> **What to do**:
A word-for-word transcription of the records is required.

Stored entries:
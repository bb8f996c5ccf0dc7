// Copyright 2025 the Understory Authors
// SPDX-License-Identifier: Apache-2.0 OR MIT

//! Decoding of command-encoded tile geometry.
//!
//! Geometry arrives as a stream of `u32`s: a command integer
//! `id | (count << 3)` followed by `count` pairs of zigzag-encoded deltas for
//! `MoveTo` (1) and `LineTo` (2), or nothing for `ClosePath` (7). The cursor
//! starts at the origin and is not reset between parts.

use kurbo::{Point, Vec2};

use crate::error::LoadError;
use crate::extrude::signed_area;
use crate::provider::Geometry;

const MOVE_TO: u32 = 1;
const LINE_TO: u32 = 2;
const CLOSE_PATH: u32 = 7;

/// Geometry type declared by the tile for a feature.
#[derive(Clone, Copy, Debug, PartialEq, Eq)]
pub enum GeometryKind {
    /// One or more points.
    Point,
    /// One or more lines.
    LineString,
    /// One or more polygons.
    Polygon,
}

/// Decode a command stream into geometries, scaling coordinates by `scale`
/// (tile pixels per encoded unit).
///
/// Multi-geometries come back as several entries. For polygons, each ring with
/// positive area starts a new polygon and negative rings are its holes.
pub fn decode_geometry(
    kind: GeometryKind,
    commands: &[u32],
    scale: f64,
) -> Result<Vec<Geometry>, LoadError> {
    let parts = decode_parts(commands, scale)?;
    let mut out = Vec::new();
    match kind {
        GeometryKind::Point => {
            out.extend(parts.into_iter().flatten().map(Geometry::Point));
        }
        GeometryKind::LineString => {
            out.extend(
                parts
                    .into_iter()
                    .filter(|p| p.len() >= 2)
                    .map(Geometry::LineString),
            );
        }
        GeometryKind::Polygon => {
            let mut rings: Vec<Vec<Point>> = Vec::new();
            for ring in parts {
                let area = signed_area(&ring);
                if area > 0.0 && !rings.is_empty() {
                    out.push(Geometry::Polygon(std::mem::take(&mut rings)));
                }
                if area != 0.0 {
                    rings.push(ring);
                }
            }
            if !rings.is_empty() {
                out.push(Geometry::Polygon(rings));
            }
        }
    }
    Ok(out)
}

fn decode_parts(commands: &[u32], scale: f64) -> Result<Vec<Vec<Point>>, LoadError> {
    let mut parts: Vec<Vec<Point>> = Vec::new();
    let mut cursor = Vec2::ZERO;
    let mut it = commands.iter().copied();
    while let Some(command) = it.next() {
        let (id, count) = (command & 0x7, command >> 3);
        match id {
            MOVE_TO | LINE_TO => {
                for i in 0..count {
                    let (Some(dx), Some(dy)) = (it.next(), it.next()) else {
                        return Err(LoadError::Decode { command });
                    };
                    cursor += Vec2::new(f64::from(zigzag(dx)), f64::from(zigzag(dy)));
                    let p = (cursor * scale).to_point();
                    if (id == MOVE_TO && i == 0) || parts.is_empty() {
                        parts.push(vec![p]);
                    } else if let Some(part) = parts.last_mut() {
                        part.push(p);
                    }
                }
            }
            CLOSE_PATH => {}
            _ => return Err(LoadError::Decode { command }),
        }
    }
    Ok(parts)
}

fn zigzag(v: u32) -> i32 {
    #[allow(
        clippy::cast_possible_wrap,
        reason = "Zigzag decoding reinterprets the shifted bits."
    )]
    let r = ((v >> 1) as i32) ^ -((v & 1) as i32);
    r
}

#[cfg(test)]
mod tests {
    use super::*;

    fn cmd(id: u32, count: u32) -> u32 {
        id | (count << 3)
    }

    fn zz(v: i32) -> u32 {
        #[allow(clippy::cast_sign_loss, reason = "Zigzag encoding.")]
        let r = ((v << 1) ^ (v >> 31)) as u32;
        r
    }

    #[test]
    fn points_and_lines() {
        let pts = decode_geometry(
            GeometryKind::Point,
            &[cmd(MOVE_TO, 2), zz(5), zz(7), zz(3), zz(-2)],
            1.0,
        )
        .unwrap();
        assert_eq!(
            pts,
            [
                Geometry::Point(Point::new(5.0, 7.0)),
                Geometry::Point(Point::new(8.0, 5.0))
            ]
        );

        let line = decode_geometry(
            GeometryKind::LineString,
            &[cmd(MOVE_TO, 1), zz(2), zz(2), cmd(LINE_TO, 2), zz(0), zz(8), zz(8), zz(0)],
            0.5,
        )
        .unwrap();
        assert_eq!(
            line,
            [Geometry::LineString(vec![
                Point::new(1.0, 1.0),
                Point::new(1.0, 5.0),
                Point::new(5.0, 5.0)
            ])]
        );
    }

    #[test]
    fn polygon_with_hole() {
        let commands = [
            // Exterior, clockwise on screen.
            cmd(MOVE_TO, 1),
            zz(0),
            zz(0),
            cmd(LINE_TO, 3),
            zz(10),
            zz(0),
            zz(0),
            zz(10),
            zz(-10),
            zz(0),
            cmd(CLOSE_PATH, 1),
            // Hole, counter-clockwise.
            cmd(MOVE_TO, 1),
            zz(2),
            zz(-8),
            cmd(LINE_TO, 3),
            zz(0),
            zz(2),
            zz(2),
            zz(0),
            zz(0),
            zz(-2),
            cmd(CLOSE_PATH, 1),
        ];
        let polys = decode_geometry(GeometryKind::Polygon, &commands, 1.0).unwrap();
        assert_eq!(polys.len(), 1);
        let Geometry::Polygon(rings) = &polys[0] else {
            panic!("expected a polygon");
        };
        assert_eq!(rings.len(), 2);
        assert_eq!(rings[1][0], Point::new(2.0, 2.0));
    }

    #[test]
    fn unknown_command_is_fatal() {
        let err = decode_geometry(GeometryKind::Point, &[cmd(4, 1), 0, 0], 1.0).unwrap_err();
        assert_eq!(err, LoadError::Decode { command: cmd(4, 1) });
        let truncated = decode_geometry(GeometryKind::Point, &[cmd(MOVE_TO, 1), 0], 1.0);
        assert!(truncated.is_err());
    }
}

> **Solution to the problem**:
repository bb8f996c5ccf0dc7
// Copyright 2025 the Understory Authors
// SPDX-License-Identifier: Apache-2.0 OR MIT

//! Decoding of command-encoded tile geometry.
//!
//! Geometry arrives as a stream of `u32`s: a command integer
//! `id | (count << 3)` followed by `count` pairs of zigzag-encoded deltas for
//! `MoveTo` (1) and `LineTo` (2), or nothing for `ClosePath` (7). The cursor
//! starts at the origin and is not reset between parts.

use kurbo::{Point, Vec2};

use crate::error::LoadError;
use crate::extrude::signed_area;
use crate::provider::Geometry;

const MOVE_TO: u32 = 1;
const LINE_TO: u32 = 2;
const CLOSE_PATH: u32 = 7;

/// Geometry type declared by the tile for a feature.
#[derive(Clone, Copy, Debug, PartialEq, Eq)]
pub enum GeometryKind {
    /// One or more points.
    Point,
    /// One or more lines.
    LineString,
    /// One or more polygons.
    Polygon,
}

/// Decode a command stream into geometries, scaling coordinates by `scale`
/// (tile pixels per encoded unit).
///
/// Multi-geometries come back as several entries. For polygons, each ring with
/// positive area starts a new polygon and negative rings are its holes.
pub fn decode_geometry(
    kind: GeometryKind,
    commands: &[u32],
    scale: f64,
) -> Result<Vec<Geometry>, LoadError> {
    let parts = decode_parts(commands, scale)?;
    let mut out = Vec::new();
    match kind {
        GeometryKind::Point => {
            out.extend(parts.into_iter().flatten().map(Geometry::Point));
        }
        GeometryKind::LineString => {
            out.extend(
                parts
                    .into_iter()
                    .filter(|p| p.len() >= 2)
                    .map(Geometry::LineString),
            );
        }
        GeometryKind::Polygon => {
            let mut rings: Vec<Vec<Point>> = Vec::new();
            for ring in parts {
                let area = signed_area(&ring);
                if area > 0.0 && !rings.is_empty() {
                    out.push(Geometry::Polygon(std::mem::take(&mut rings)));
                }
                if area != 0.0 {
                    rings.push(ring);
                }
            }
            if !rings.is_empty() {
                out.push(Geometry::Polygon(rings));
            }
        }
    }
    Ok(out)
}

fn decode_parts(commands: &[u32], scale: f64) -> Result<Vec<Vec<Point>>, LoadError> {
    let mut parts: Vec<Vec<Point>> = Vec::new();
    let mut cursor = Vec2::ZERO;
    let mut it = commands.iter().copied();
    while let Some(command) = it.next() {
        let (id, count) = (command & 0x7, command >> 3);
        match id {
            MOVE_TO | LINE_TO => {
                for i in 0..count {
                    let (Some(dx), Some(dy)) = (it.next(), it.next()) else {
                        return Err(LoadError::Decode { command });
                    };
                    cursor += Vec2::new(f64::from(zigzag(dx)), f64::from(zigzag(dy)));
                    let p = (cursor * scale).to_point();
                    if (id == MOVE_TO && i == 0) || parts.is_empty() {
                        parts.push(vec![p]);
                    } else if let Some(part) = parts.last_mut() {
                        part.push(p);
                    }
                }
            }
            CLOSE_PATH => {}
            _ => return Err(LoadError::Decode { command }),
        }
    }
    Ok(parts)
}

fn zigzag(v: u32) -> i32 {
    #[allow(
        clippy::cast_possible_wrap,
        reason = "Zigzag decoding reinterprets the shifted bits."
    )]
    let r = ((v >> 1) as i32) ^ -((v & 1) as i32);
    r
}

#[cfg(test)]
mod tests {
    use super::*;

    fn cmd(id: u32, count: u32) -> u32 {
        id | (count << 3)
    }

    fn zz(v: i32) -> u32 {
        #[allow(clippy::cast_sign_loss, reason = "Zigzag encoding.")]
        let r = ((v << 1) ^ (v >> 31)) as u32;
        r
    }

    #[test]
    fn points_and_lines() {
        let pts = decode_geometry(
            GeometryKind::Point,
            &[cmd(MOVE_TO, 2), zz(5), zz(7), zz(3), zz(-2)],
            1.0,
        )
        .unwrap();
        assert_eq!(
            pts,
            [
                Geometry::Point(Point::new(5.0, 7.0)),
                Geometry::Point(Point::new(8.0, 5.0))
            ]
        );

        let line = decode_geometry(
            GeometryKind::LineString,
            &[cmd(MOVE_TO, 1), zz(2), zz(2), cmd(LINE_TO, 2), zz(0), zz(8), zz(8), zz(0)],
            0.5,
        )
        .unwrap();
        assert_eq!(
            line,
            [Geometry::LineString(vec![
                Point::new(1.0, 1.0),
                Point::new(1.0, 5.0),
                Point::new(5.0, 5.0)
            ])]
        );
    }

    #[test]
    fn polygon_with_hole() {
        let commands = [
            // Exterior, clockwise on screen.
            cmd(MOVE_TO, 1),
            zz(0),
            zz(0),
            cmd(LINE_TO, 3),
            zz(10),
            zz(0),
            zz(0),
            zz(10),
            zz(-10),
            zz(0),
            cmd(CLOSE_PATH, 1),
            // Hole, counter-clockwise.
            cmd(MOVE_TO, 1),
            zz(2),
            zz(-8),
            cmd(LINE_TO, 3),
            zz(0),
            zz(2),
            zz(2),
            zz(0),
            zz(0),
            zz(-2),
            cmd(CLOSE_PATH, 1),
        ];
        let polys = decode_geometry(GeometryKind::Polygon, &commands, 1.0).unwrap();
        assert_eq!(polys.len(), 1);
        let Geometry::Polygon(rings) = &polys[0] else {
            panic!("expected a polygon");
        };
        assert_eq!(rings.len(), 2);
        assert_eq!(rings[1][0], Point::new(2.0, 2.0));
    }

    #[test]
    fn unknown_command_is_fatal() {
        let err = decode_geometry(GeometryKind::Point, &[cmd(4, 1), 0, 0], 1.0).unwrap_err();
        assert_eq!(err, LoadError::Decode { command: cmd(4, 1) });
        let truncated = decode_geometry(GeometryKind::Point, &[cmd(MOVE_TO, 1), 0], 1.0);
        assert!(truncated.is_err());
    }
}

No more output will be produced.